Interior: the mobile living room
Interior: the mobile living room
The interior of the ID.3 is full of innovations and yet retains a puristic design. Here you can see how Alex Gebel’s interior design team succeeded in finding a new design language for e-mobility.
New design ideas need courage and freedom: in episode 11 “Becoming ID.”, Alex Gebel, interior designer, tells us why the interior of the new ID.3 tends toward “non-automotive” and more strongly resembles a modern and mobile living room.
At what point did you realise that electric mobility is about to make a breakthrough for everyone?
Right at the beginning of the project we were told: new design ideas need courage and freedom – so be creative! Feel free to think about form before function. The vehicle interior can be anything: a lounge, living room or cinema auditorium – this attitude gave rise to the open-space concept. Very airy and spacious. We have also gone new directions in terms of technology. Less cautious improvement, but rather revolutionary new developments. How else would the head-up display with augmented reality technology have become a core element of the interior? But here, too, it was important not to overburden, but to apply intelligent simplicity.
What was the biggest challenge you faced over the entire course of the project?
The major challenge with the ID.3 was to make sure that we came up with something that could be produced and operated in such a way that you could actually experience it on the road. The challenge was to package the emotional impact that this topic creates in a concept. To find a new design language for e-mobility that is clearly different from the past language. That means designing something that illustrates the car of tomorrow it still remains close to the people of today.

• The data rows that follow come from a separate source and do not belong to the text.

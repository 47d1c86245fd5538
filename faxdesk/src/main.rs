use anyhow::Result;
use clap::Parser;

use faxdesk::app::{application, args};

fn main() -> Result<()> {
    let args = args::Args::parse();
    application::run_app(args)
}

And despite all the digital preliminaries, a physical seat box truly helped us to make the interactions a real experience. This enabled us to stage possible positions and content well before the first vehicle pre-series.

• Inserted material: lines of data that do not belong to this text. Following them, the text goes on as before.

//! The seam between the console and the real-time vendor client.
//!
//! The vendor pushes duck-typed notification objects; everything the rest of
//! the crate sees is normalized here, once, into [`CallUpdate`]. The client
//! itself is an explicitly owned object behind [`RtcClient`], constructed by
//! the session controller through an injected [`RtcConnector`].

use crate::faxdesk::call::{CallId, CallState, Direction};

use async_trait::async_trait;
use bytes::Bytes;
use serde_json::Value;
use tokio::sync::mpsc;

#[derive(Debug, thiserror::Error)]
pub enum RtcError {
    #[error("gateway transport failed: {0}")]
    Transport(String),
    #[error("gateway refused the request: {0}")]
    Rejected(String),
    #[error("the client is not connected")]
    NotConnected,
}

/// Credentials extracted from the backend token grant.
#[derive(Debug, Clone)]
pub struct RtcCredentials {
    pub login_token: String,
    pub ice_servers: Vec<String>,
}

/// Events the vendor client surfaces to the session controller.
pub enum RtcEvent {
    Ready,
    Error(String),
    SocketClosed,
    Call(CallUpdate),
    /// Remote audio for a call, possibly arriving well after the call went
    /// active. 16-bit LE PCM, 8 kHz mono frames.
    RemoteStream {
        call_id: CallId,
        stream: mpsc::Receiver<Bytes>,
    },
}

/// A connected vendor client. `disconnect` must be idempotent.
#[async_trait]
pub trait RtcClient: Send {
    async fn answer(
        &mut self,
        call_id: &CallId,
        capture: mpsc::Receiver<Bytes>,
    ) -> Result<(), RtcError>;
    async fn hangup(&mut self, call_id: &CallId) -> Result<(), RtcError>;
    async fn set_muted(&mut self, call_id: &CallId, muted: bool) -> Result<(), RtcError>;
    async fn send_dtmf(&mut self, call_id: &CallId, digit: char) -> Result<(), RtcError>;
    async fn disconnect(&mut self) -> Result<(), RtcError>;
}

pub struct RtcSession {
    pub client: Box<dyn RtcClient>,
    pub events: mpsc::Receiver<RtcEvent>,
}

#[async_trait]
pub trait RtcConnector: Send + Sync {
    async fn connect(&self, credentials: RtcCredentials) -> Result<RtcSession, RtcError>;
}

/// A call notification normalized out of the vendor payload.
#[derive(Debug, Clone)]
pub struct CallUpdate {
    pub id: CallId,
    pub state: CallState,
    pub direction: Direction,
    pub caller: Option<String>,
    pub callee: Option<String>,
    pub media_url: Option<String>,
}

impl CallUpdate {
    /// Field names vary across vendor revisions; each logical value is
    /// looked up through a fallback chain, here and nowhere else.
    pub fn from_value(value: &Value) -> Option<Self> {
        let call = value.get("call").unwrap_or(value);

        let id = first_str(call, &["callID", "call_id", "id"])?;
        let state_label = first_str(call, &["state", "status"])?;
        let state = CallState::parse(&state_label)?;

        let direction = match first_str(call, &["direction"]).as_deref() {
            Some("inbound") | Some("incoming") => Direction::Inbound,
            _ => Direction::Outbound,
        };

        Some(Self {
            id: CallId::new(id),
            state,
            direction,
            caller: first_str(call, &["caller_id_number", "callerNumber", "caller", "from"]),
            callee: first_str(call, &["destination_number", "calleeNumber", "callee", "to"]),
            media_url: first_str(call, &["media_url", "mediaUrl", "stream_url"]),
        })
    }

    pub fn remote_party(&self) -> &str {
        let remote = match self.direction {
            Direction::Inbound => self.caller.as_deref(),
            Direction::Outbound => self.callee.as_deref(),
        };
        remote.unwrap_or("unknown")
    }
}

pub(crate) fn first_str(value: &Value, keys: &[&str]) -> Option<String> {
    keys.iter()
        .filter_map(|key| value.get(key))
        .find_map(|v| v.as_str())
        .map(str::to_owned)
}

#[cfg(test)]
mod tests {
    use super::*;
    use serde_json::json;

    #[test]
    fn normalizes_the_snake_case_shape() {
        let update = CallUpdate::from_value(&json!({
            "call_id": "abc",
            "state": "ringing",
            "direction": "inbound",
            "caller_id_number": "+15550001111",
            "destination_number": "+15559998888",
        }))
        .unwrap();
        assert_eq!(update.id.as_str(), "abc");
        assert_eq!(update.state, CallState::Ringing);
        assert_eq!(update.direction, Direction::Inbound);
        assert_eq!(update.remote_party(), "+15550001111");
    }

    #[test]
    fn falls_back_across_field_name_variants() {
        let update = CallUpdate::from_value(&json!({
            "callID": "xyz",
            "status": "active",
            "callerNumber": "+1555",
            "mediaUrl": "http://gw/media/xyz",
        }))
        .unwrap();
        assert_eq!(update.id.as_str(), "xyz");
        assert_eq!(update.state, CallState::Active);
        assert_eq!(update.media_url.as_deref(), Some("http://gw/media/xyz"));
        // No direction field: treated as outbound.
        assert_eq!(update.direction, Direction::Outbound);
    }

    #[test]
    fn tolerates_a_nested_call_object() {
        let update = CallUpdate::from_value(&json!({
            "type": "callUpdate",
            "call": { "id": "n-1", "state": "hangup" },
        }))
        .unwrap();
        assert_eq!(update.id.as_str(), "n-1");
        assert!(update.state.is_terminal());
    }

    #[test]
    fn rejects_payloads_without_id_or_state() {
        assert!(CallUpdate::from_value(&json!({ "state": "ringing" })).is_none());
        assert!(CallUpdate::from_value(&json!({ "call_id": "abc" })).is_none());
        assert!(CallUpdate::from_value(&json!({ "call_id": "abc", "state": "weird" })).is_none());
    }
}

The ID.3`s modern interior is a revolutinary new development – extremely understated and clean.Axel GebelInterior design
In detail: which technology do you find most fascinating in the new ID.3?
The idea of sitting in a smart and emotional product that almost seems to have a character, a personality of its own. That’s where I see the ID. Light as the link between the outside world, people and cars. For me personally, this technology takes the interior to a new level. The ID. Light spans the entire cockpit and visually supports the driver. For example, when enter the vehicle, it greets you with a welcome scenario. The multitude of useful functions is also extremely exciting. Light is no longer just a design element that intensifies emotions and shapes the vehicle’s character. It is also a supporting technology that assists the driver and passengers.
What inspired you the most when developing the ID. family?
I think the way we have achieved a balance between abstraction and usability in the interior is really good – the look and feel are absolutely harmonious. And how consistently we have woven sustainability into every step of the design and development. This is made possible by the modular electric drive matrix (MEB).
What will you take away from this project personally?
Volkswagen’s new mindset. For me, corporate and product goals have always gone hand in hand. We are clearly committed to the Paris Climate Agreement and want to become CO2 neutral by 2050. That is why the ID.3 is handed over to the customer as a CO2l neutral product. This is the first ever car in the world that holistically considers the environment in its production and also in the materials used.
What are the particular distinguishing features of the ID.3’s interior concept?
It is extremely understated and very clean. In other words it is more “non-automotive” – more like a modern and mobile living room. Every object in the interior has been designed as though it were an independent piece of furniture. It orks as a whole, but also alone.